Sunday, December 6, 2009
Principles-Based Securities Regulation in the Wake of the Global Financial Crisis, by Cristie L. Ford, University of British Columbia Faculty of Law; Columbia Law School, was recently posted on SSRN. Here is the abstract:
This paper seeks to re-examine, and ultimately to restate the case for, principles-based securities regulation in light of the global financial crisis and related developments. Prior to the onset of the crisis, the concept of more principles-based financial regulation was gaining traction in regulatory practice and policy circles, particularly in the United Kingdom and Canada. The crisis of course cast financial regulatory systems internationally, including more principles-based approaches, into severe doubt. This paper argues that principles-based securities regulation as properly understood remains a viable and even necessary policy option, which offers solutions to the real-life and theoretical challenge that the GFC presents to contemporary financial markets regulation.
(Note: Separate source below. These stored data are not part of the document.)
//! Record framing for the worker pool.

use std::io::{self, BufRead, BufReader, Read, Write};

use flate2::Compression;
use flate2::read::MultiGzDecoder;
use flate2::write::GzEncoder;

use crate::error::{CaptiveError, Result};

const WARC_VERSION: &[u8] = b"WARC/1.0";
const CONTENT_LENGTH: &[u8] = b"Content-Length:";
const RECORD_END: &[u8] = b"\r\n\r\n";
const GZIP_MAGIC: [u8; 2] = [0x1f, 0x8b];

/// How records are delimited on the wire.
#[derive(Debug, Clone, Copy, Default, PartialEq, Eq)]
pub enum Framing {
    /// WARC/1.0 records sized by their `Content-Length` header.
    #[default]
    Warc,
    /// One record per line.
    Lines,
}

/// Splits a byte stream into whole records, framing bytes included.
pub struct RecordReader<R> {
    input: R,
    framing: Framing,
    records: u64,
}

impl<R: BufRead> RecordReader<R> {
    pub fn new(input: R, framing: Framing) -> Self {
        Self {
            input,
            framing,
            records: 0,
        }
    }

    /// Read the next record; `None` at a clean end of stream.
    pub fn read_record(&mut self) -> Result<Option<Vec<u8>>> {
        let record = match self.framing {
            Framing::Lines => self.read_line_record()?,
            Framing::Warc => self.read_warc_record()?,
        };
        if record.is_some() {
            self.records += 1;
        }
        Ok(record)
    }

    fn read_line_record(&mut self) -> Result<Option<Vec<u8>>> {
        let mut line = Vec::new();
        if self.input.read_until(b'\n', &mut line)? == 0 {
            return Ok(None);
        }
        if line.last() != Some(&b'\n') {
            line.push(b'\n');
        }
        Ok(Some(line))
    }

    fn read_warc_record(&mut self) -> Result<Option<Vec<u8>>> {
        let unit = self.records + 1;
        let mut record = Vec::with_capacity(32 * 1024);

        if self.input.read_until(b'\n', &mut record)? == 0 {
            return Ok(None);
        }
        let version = header_line(&record);
        if version != WARC_VERSION {
            return Err(CaptiveError::framing(
                unit,
                format!(
                    "expected WARC/1.0 header but got {:?}",
                    String::from_utf8_lossy(version)
                ),
            ));
        }

        let mut length = None;
        loop {
            let start = record.len();
            if self.input.read_until(b'\n', &mut record)? == 0 {
                return Err(CaptiveError::framing(unit, "WARC ended in header"));
            }
            let line = header_line(&record[start..]);
            if line.is_empty() {
                break;
            }
            if line.len() >= CONTENT_LENGTH.len()
                && line[..CONTENT_LENGTH.len()].eq_ignore_ascii_case(CONTENT_LENGTH)
            {
                if length.is_some() {
                    return Err(CaptiveError::framing(unit, "two Content-Length headers"));
                }
                length = Some(parse_length(&line[CONTENT_LENGTH.len()..]).ok_or_else(|| {
                    CaptiveError::framing(
                        unit,
                        format!(
                            "Content-Length parse error in {:?}",
                            String::from_utf8_lossy(line)
                        ),
                    )
                })?);
            }
        }
        let length =
            length.ok_or_else(|| CaptiveError::framing(unit, "no Content-Length header"))?;

        // Content plus the CRLF CRLF that closes every record.
        let header_len = record.len();
        record.resize(header_len + length + RECORD_END.len(), 0);
        self.input
            .read_exact(&mut record[header_len..])
            .map_err(|e| match e.kind() {
                io::ErrorKind::UnexpectedEof => CaptiveError::framing(
                    unit,
                    format!("end of file while reading content of length {length}"),
                ),
                _ => e.into(),
            })?;
        if !record.ends_with(RECORD_END) {
            return Err(CaptiveError::framing(
                unit,
                "end of WARC record missing CRLF CRLF",
            ));
        }
        Ok(Some(record))
    }
}

/// A header line without its line terminator.
fn header_line(line: &[u8]) -> &[u8] {
    let line = line.strip_suffix(b"\n").unwrap_or(line);
    line.strip_suffix(b"\r").unwrap_or(line)
}

fn parse_length(value: &[u8]) -> Option<usize> {
    std::str::from_utf8(value).ok()?.trim().parse().ok()
}

/// Wrap `input` in a buffered reader, decompressing it when it starts with
/// the gzip magic. Concatenated gzip members are read as one stream.
pub fn open_input<R: Read + Send + 'static>(input: R) -> io::Result<Box<dyn BufRead + Send>> {
    let mut buffered = BufReader::new(input);
    let compressed = buffered.fill_buf()?.starts_with(&GZIP_MAGIC);
    Ok(if compressed {
        Box::new(BufReader::new(MultiGzDecoder::new(buffered)))
    } else {
        Box::new(buffered)
    })
}

/// Compress one record as a standalone gzip member.
pub fn gzip_record(record: &[u8]) -> io::Result<Vec<u8>> {
    let mut encoder = GzEncoder::new(Vec::with_capacity(record.len() / 2), Compression::default());
    encoder.write_all(record)?;
    encoder.finish()
}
That said, the global financial crisis illustrates how such outcome-oriented and devolved models can slide into self-regulation in the absence of meaningful regulatory oversight and engagement, and regulatory commitment to its publicly and systemically oriented role. Our response to the crisis should not be to re-embrace more rules-based regulatory approaches. Financial markets are too fast-moving and complex to be regulated in a command-and-control manner, and the risk of Enron-style “loophole behavior” associated with rules is too great. Instead, the paper draws on the lessons of the financial crisis to identify three critical success factors for effective principles-based securities regulation: considerable regulatory capacity (along four main parameters); an effective strategy for dealing with complexity (including the possibility of incorporating “prophlylactic rules” at strategic junctures); and adequate independence of mind and diversity of perspectives among regulators (meaning potentially a move away from an expertise-based, technocratic model toward a more broadly participatory one).